[Stored items]
+++++
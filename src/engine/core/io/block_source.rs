use std::path::{Path, PathBuf};
use std::sync::Arc;

use tracing::{Level, trace};

use crate::engine::core::compression::{CompressedBlockHeader, decompress_block};
use crate::engine::core::io::file_source::{FileReadOptions, FileSource};
use crate::engine::core::read::cache::{DecompressedBlock, UncompressedCache, UncompressedCacheKey};
use crate::engine::errors::PartReadError;

/// A decompressed block together with the compressed offset it was read from.
#[derive(Debug, Clone)]
pub struct LoadedBlock {
    pub offset: u64,
    pub block: Arc<DecompressedBlock>,
}

impl LoadedBlock {
    pub fn next_offset(&self) -> u64 {
        self.offset + self.block.compressed_size
    }
}

/// Supplies decompressed blocks by compressed offset. `None` means end of file.
pub trait BlockSource {
    fn load_block(&mut self, offset: u64) -> Result<Option<LoadedBlock>, PartReadError>;

    /// Number of times the underlying file had to be repositioned.
    fn file_seeks(&self) -> u64;
}

fn read_block_at(
    file: &mut FileSource,
    offset: u64,
    file_seeks: &mut u64,
) -> Result<Arc<DecompressedBlock>, PartReadError> {
    if file.position() != offset {
        file.seek(offset)?;
        *file_seeks += 1;
    }
    let mut head = [0u8; CompressedBlockHeader::LEN];
    file.read_exact(&mut head)?;
    let header = CompressedBlockHeader::parse(&head);
    let mut payload = vec![0u8; header.compressed_size as usize];
    file.read_exact(&mut payload)?;
    let data = decompress_block(&header, &payload).map_err(|e| match e {
        PartReadError::Corrupted(msg) => PartReadError::Corrupted(format!(
            "{msg} in {} at offset {offset}",
            file.path().display()
        )),
        other => other,
    })?;
    Ok(Arc::new(DecompressedBlock::from_bytes(
        data,
        header.total_len(),
    )))
}

/// Reads blocks straight from the file.
#[derive(Debug)]
pub struct FileBlockSource {
    file: FileSource,
    file_seeks: u64,
}

impl FileBlockSource {
    pub fn open(path: &Path, options: &FileReadOptions) -> Result<Self, PartReadError> {
        Ok(Self {
            file: FileSource::open(path, options)?,
            file_seeks: 0,
        })
    }

    pub fn is_mapped(&self) -> bool {
        self.file.is_mapped()
    }
}

impl BlockSource for FileBlockSource {
    fn load_block(&mut self, offset: u64) -> Result<Option<LoadedBlock>, PartReadError> {
        if offset >= self.file.len() {
            return Ok(None);
        }
        let block = read_block_at(&mut self.file, offset, &mut self.file_seeks)?;
        Ok(Some(LoadedBlock { offset, block }))
    }

    fn file_seeks(&self) -> u64 {
        self.file_seeks
    }
}

/// Looks blocks up in the uncompressed cache and only touches the file on a
/// miss. The file is opened lazily, at the offset of the first miss.
#[derive(Debug)]
pub struct CachedBlockSource {
    path: PathBuf,
    file_len: u64,
    file: Option<FileSource>,
    options: FileReadOptions,
    cache: Arc<dyn UncompressedCache>,
    file_seeks: u64,
}

impl CachedBlockSource {
    pub fn new(
        path: PathBuf,
        file_len: u64,
        options: FileReadOptions,
        cache: Arc<dyn UncompressedCache>,
    ) -> Self {
        Self {
            path,
            file_len,
            file: None,
            options,
            cache,
            file_seeks: 0,
        }
    }

    pub fn is_file_open(&self) -> bool {
        self.file.is_some()
    }
}

impl BlockSource for CachedBlockSource {
    fn load_block(&mut self, offset: u64) -> Result<Option<LoadedBlock>, PartReadError> {
        if offset >= self.file_len {
            return Ok(None);
        }
        let key = UncompressedCacheKey::new(self.path.clone(), offset);
        if let Some(block) = self.cache.get(&key) {
            if tracing::enabled!(Level::TRACE) {
                trace!(
                    target: "cache::uncompressed::hit",
                    path = %self.path.display(),
                    offset,
                    "Using cached block"
                );
            }
            return Ok(Some(LoadedBlock { offset, block }));
        }

        let file = match &mut self.file {
            Some(file) => file,
            slot => {
                let mut options = self.options.clone();
                options.start_offset = offset;
                slot.insert(FileSource::open(&self.path, &options)?)
            }
        };
        let block = read_block_at(file, offset, &mut self.file_seeks)?;
        self.cache.put(key, Arc::clone(&block));
        Ok(Some(LoadedBlock { offset, block }))
    }

    fn file_seeks(&self) -> u64 {
        self.file_seeks
    }
}
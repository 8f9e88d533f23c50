use std::collections::{BTreeMap, HashSet};
use std::path::PathBuf;
use std::sync::Arc;

use crc32fast::Hasher as Crc32Hasher;

use crate::engine::core::column::serialization::{FixedWidth, serialize_leaf};
use crate::engine::core::column::stream_path::{stream_file_stem, stream_paths};
use crate::engine::core::column::{Column, DataType, Substream};
use crate::engine::core::compression::{METHOD_LZ4, codec_for, compress_block};
use crate::engine::core::mark::{Mark, write_marks};
use crate::engine::core::part::{DataPart, FileChecksum, NameAndType};
use crate::shared::storage_header::{BinaryHeader, FileKind};

/// Writes a complete part directory: one `.bin`/`.mrk` pair per stream,
/// one mark per granule, and `part.json`.
pub struct PartWriterFactory {
    dir: PathBuf,
    name: String,
    index_granularity: usize,
    method: u8,
    max_block_size: usize,
    columns: Vec<(NameAndType, Column)>,
    metadata_only: Vec<NameAndType>,
}

impl PartWriterFactory {
    pub fn new() -> Self {
        Self {
            dir: PathBuf::from("/tmp/parts/all_1_1_0"),
            name: "all_1_1_0".to_string(),
            index_granularity: 10,
            method: METHOD_LZ4,
            max_block_size: 1 << 20,
            columns: Vec::new(),
            metadata_only: Vec::new(),
        }
    }

    pub fn with_dir(mut self, dir: impl Into<PathBuf>) -> Self {
        self.dir = dir.into();
        self
    }

    pub fn with_name(mut self, name: &str) -> Self {
        self.name = name.to_string();
        self
    }

    pub fn with_granularity(mut self, rows: usize) -> Self {
        self.index_granularity = rows;
        self
    }

    pub fn with_method(mut self, method: u8) -> Self {
        self.method = method;
        self
    }

    /// Decompressed bytes gathered before a block is compressed and flushed.
    pub fn with_max_block_size(mut self, bytes: usize) -> Self {
        self.max_block_size = bytes;
        self
    }

    pub fn with_column(mut self, name: &str, data_type: DataType, column: Column) -> Self {
        self.columns.push((NameAndType::new(name, data_type), column));
        self
    }

    /// Column listed in the part metadata but without any files.
    pub fn with_metadata_only_column(mut self, name: &str, data_type: DataType) -> Self {
        self.metadata_only.push(NameAndType::new(name, data_type));
        self
    }

    pub fn create(&self) -> Arc<DataPart> {
        std::fs::create_dir_all(&self.dir).expect("create part dir");
        let rows = self.columns.first().map_or(0, |(_, c)| c.len());
        let granularity = self.index_granularity.max(1);
        let marks_count = rows.div_ceil(granularity);
        let granules: Vec<(usize, usize)> = (0..marks_count)
            .map(|g| (g * granularity, ((g + 1) * granularity).min(rows)))
            .collect();

        let mut written = HashSet::new();
        let mut checksums = BTreeMap::new();
        for (column, data) in &self.columns {
            assert_eq!(data.len(), rows, "column {} has a different length", column.name);
            for path in stream_paths(&column.data_type) {
                let stem = stream_file_stem(&column.name, &path);
                if !written.insert(stem.clone()) {
                    continue;
                }
                let mut writer = StreamWriter::new(self.method, self.max_block_size);
                for &(from, to) in &granules {
                    let mut bytes = Vec::new();
                    serialize_stream(data, &path, from, to, &mut bytes);
                    writer.write_granule(&bytes);
                }
                let (file, marks) = writer.finish();

                let bin_name = format!("{stem}.bin");
                let mrk_name = format!("{stem}.mrk");
                std::fs::write(self.dir.join(&bin_name), &file).expect("write data file");
                write_marks(&self.dir.join(&mrk_name), &marks).expect("write marks");
                checksums.insert(bin_name, checksum(&file));
                let mrk = std::fs::read(self.dir.join(&mrk_name)).expect("read marks back");
                checksums.insert(mrk_name, checksum(&mrk));
            }
        }

        let mut columns: Vec<NameAndType> = self.columns.iter().map(|(c, _)| c.clone()).collect();
        columns.extend(self.metadata_only.iter().cloned());
        let part = DataPart {
            name: self.name.clone(),
            path: self.dir.clone(),
            marks_count,
            rows_count: rows as u64,
            columns,
            checksums,
        };
        part.save().expect("save part metadata");
        Arc::new(part)
    }
}

fn checksum(bytes: &[u8]) -> FileChecksum {
    let mut hasher = Crc32Hasher::new();
    hasher.update(bytes);
    FileChecksum {
        file_size: bytes.len() as u64,
        crc32: hasher.finalize(),
    }
}

fn row_start(offsets: &[u64], row: usize) -> usize {
    if row == 0 { 0 } else { offsets[row - 1] as usize }
}

/// Bytes of one stream for top-level rows `from..to`.
fn serialize_stream(
    column: &Column,
    path: &[Substream],
    from: usize,
    to: usize,
    out: &mut Vec<u8>,
) {
    let Some((step, rest)) = path.split_first() else {
        serialize_leaf(column, from, to, out);
        return;
    };
    match (step, column) {
        (Substream::ArraySizes, Column::Array { offsets, .. }) => {
            for row in from..to {
                let size = (offsets[row] as usize - row_start(offsets, row)) as u64;
                size.write_le(out);
            }
        }
        (Substream::ArrayElements, Column::Array { offsets, data }) => {
            let start = row_start(offsets, from);
            let end = row_start(offsets, to);
            serialize_stream(data, rest, start, end, out);
        }
        (Substream::NullMap, Column::Nullable { null_map, .. }) => {
            out.extend_from_slice(&null_map[from..to]);
        }
        (Substream::NullableElements, Column::Nullable { nested, .. }) => {
            serialize_stream(nested, rest, from, to, out);
        }
        (Substream::TupleElement(i), Column::Tuple(elems)) => {
            serialize_stream(&elems[*i], rest, from, to, out);
        }
        (step, column) => panic!("stream step {step:?} does not apply to {}", column.kind()),
    }
}

struct StreamWriter {
    method: u8,
    max_block_size: usize,
    file: Vec<u8>,
    pending: Vec<u8>,
    marks: Vec<Mark>,
}

impl StreamWriter {
    fn new(method: u8, max_block_size: usize) -> Self {
        let mut file = Vec::new();
        BinaryHeader::new(FileKind::ColumnData.magic(), 1, 0)
            .write_to(&mut file)
            .expect("write header");
        Self {
            method,
            max_block_size,
            file,
            pending: Vec::new(),
            marks: Vec::new(),
        }
    }

    fn write_granule(&mut self, bytes: &[u8]) {
        if self.pending.len() >= self.max_block_size {
            self.flush();
        }
        self.marks.push(Mark::new(
            self.file.len() as u64,
            self.pending.len() as u64,
        ));
        self.pending.extend_from_slice(bytes);
    }

    fn flush(&mut self) {
        if self.pending.is_empty() {
            return;
        }
        let codec = codec_for(self.method).expect("known codec");
        let framed = compress_block(codec, &self.pending).expect("compress block");
        self.file.extend_from_slice(&framed);
        self.pending.clear();
    }

    fn finish(mut self) -> (Vec<u8>, Vec<Mark>) {
        self.flush();
        (self.file, self.marks)
    }
}
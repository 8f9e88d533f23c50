use crate::engine::core::column::data_type::DataType;
use crate::shared::path::escape_for_file_name;

/// One step from a column down to one of its physical streams.
#[derive(Debug, Clone, Copy, PartialEq, Eq, Hash)]
pub enum Substream {
    NullMap,
    NullableElements,
    ArraySizes,
    ArrayElements,
    TupleElement(usize),
}

pub type SubstreamPath = Vec<Substream>;

/// Calls `visit` with the path of every physical stream of `data_type`, in
/// the order a reader consumes them.
pub fn for_each_stream<F>(data_type: &DataType, visit: &mut F)
where
    F: FnMut(&[Substream]),
{
    fn walk<F: FnMut(&[Substream])>(data_type: &DataType, path: &mut SubstreamPath, visit: &mut F) {
        match data_type {
            DataType::Array(inner) => {
                path.push(Substream::ArraySizes);
                visit(path);
                path.pop();
                path.push(Substream::ArrayElements);
                walk(inner, path, visit);
                path.pop();
            }
            DataType::Nullable(inner) => {
                path.push(Substream::NullMap);
                visit(path);
                path.pop();
                path.push(Substream::NullableElements);
                walk(inner, path, visit);
                path.pop();
            }
            DataType::Tuple(elems) => {
                for (i, elem) in elems.iter().enumerate() {
                    path.push(Substream::TupleElement(i));
                    walk(elem, path, visit);
                    path.pop();
                }
            }
            _ => visit(path),
        }
    }
    walk(data_type, &mut Vec::new(), visit);
}

pub fn stream_paths(data_type: &DataType) -> Vec<SubstreamPath> {
    let mut paths = Vec::new();
    for_each_stream(data_type, &mut |path| paths.push(path.to_vec()));
    paths
}

/// Name of the nested table a column belongs to: `n` for `n.a`.
pub fn nested_table_name(column: &str) -> &str {
    column.split_once('.').map_or(column, |(table, _)| table)
}

/// True when the stream is the top-level sizes stream shared by all columns
/// of a nested table.
pub fn is_shared_nested_sizes(column: &str, path: &[Substream]) -> bool {
    path == [Substream::ArraySizes] && nested_table_name(column) != column
}

/// File stem of a stream: escaped column name plus one suffix per level.
/// Columns of one nested table share their level-0 sizes stream
/// (`n.a`, `n.b` → `n.size0`).
pub fn stream_file_stem(column: &str, path: &[Substream]) -> String {
    let base = if is_shared_nested_sizes(column, path) {
        nested_table_name(column)
    } else {
        column
    };
    let mut stem = escape_for_file_name(base);
    let mut array_level = 0;
    for step in path {
        match step {
            Substream::NullMap => stem.push_str(".null"),
            Substream::ArraySizes => stem.push_str(&format!(".size{array_level}")),
            Substream::ArrayElements => array_level += 1,
            Substream::NullableElements => {}
            Substream::TupleElement(i) => stem.push_str(&format!(".{}", i + 1)),
        }
    }
    stem
}

/// Stems of every stream of a column, in read order.
pub fn column_stream_stems(column: &str, data_type: &DataType) -> Vec<String> {
    stream_paths(data_type)
        .iter()
        .map(|path| stream_file_stem(column, path))
        .collect()
}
+++++
◆ **Assignment**: The lines needed are those in the data above that hold the string "granules"; copy each of them.

◆ **Response**:
        let granules: Vec<(usize, usize)> = (0..marks_count)
                for &(from, to) in &granules {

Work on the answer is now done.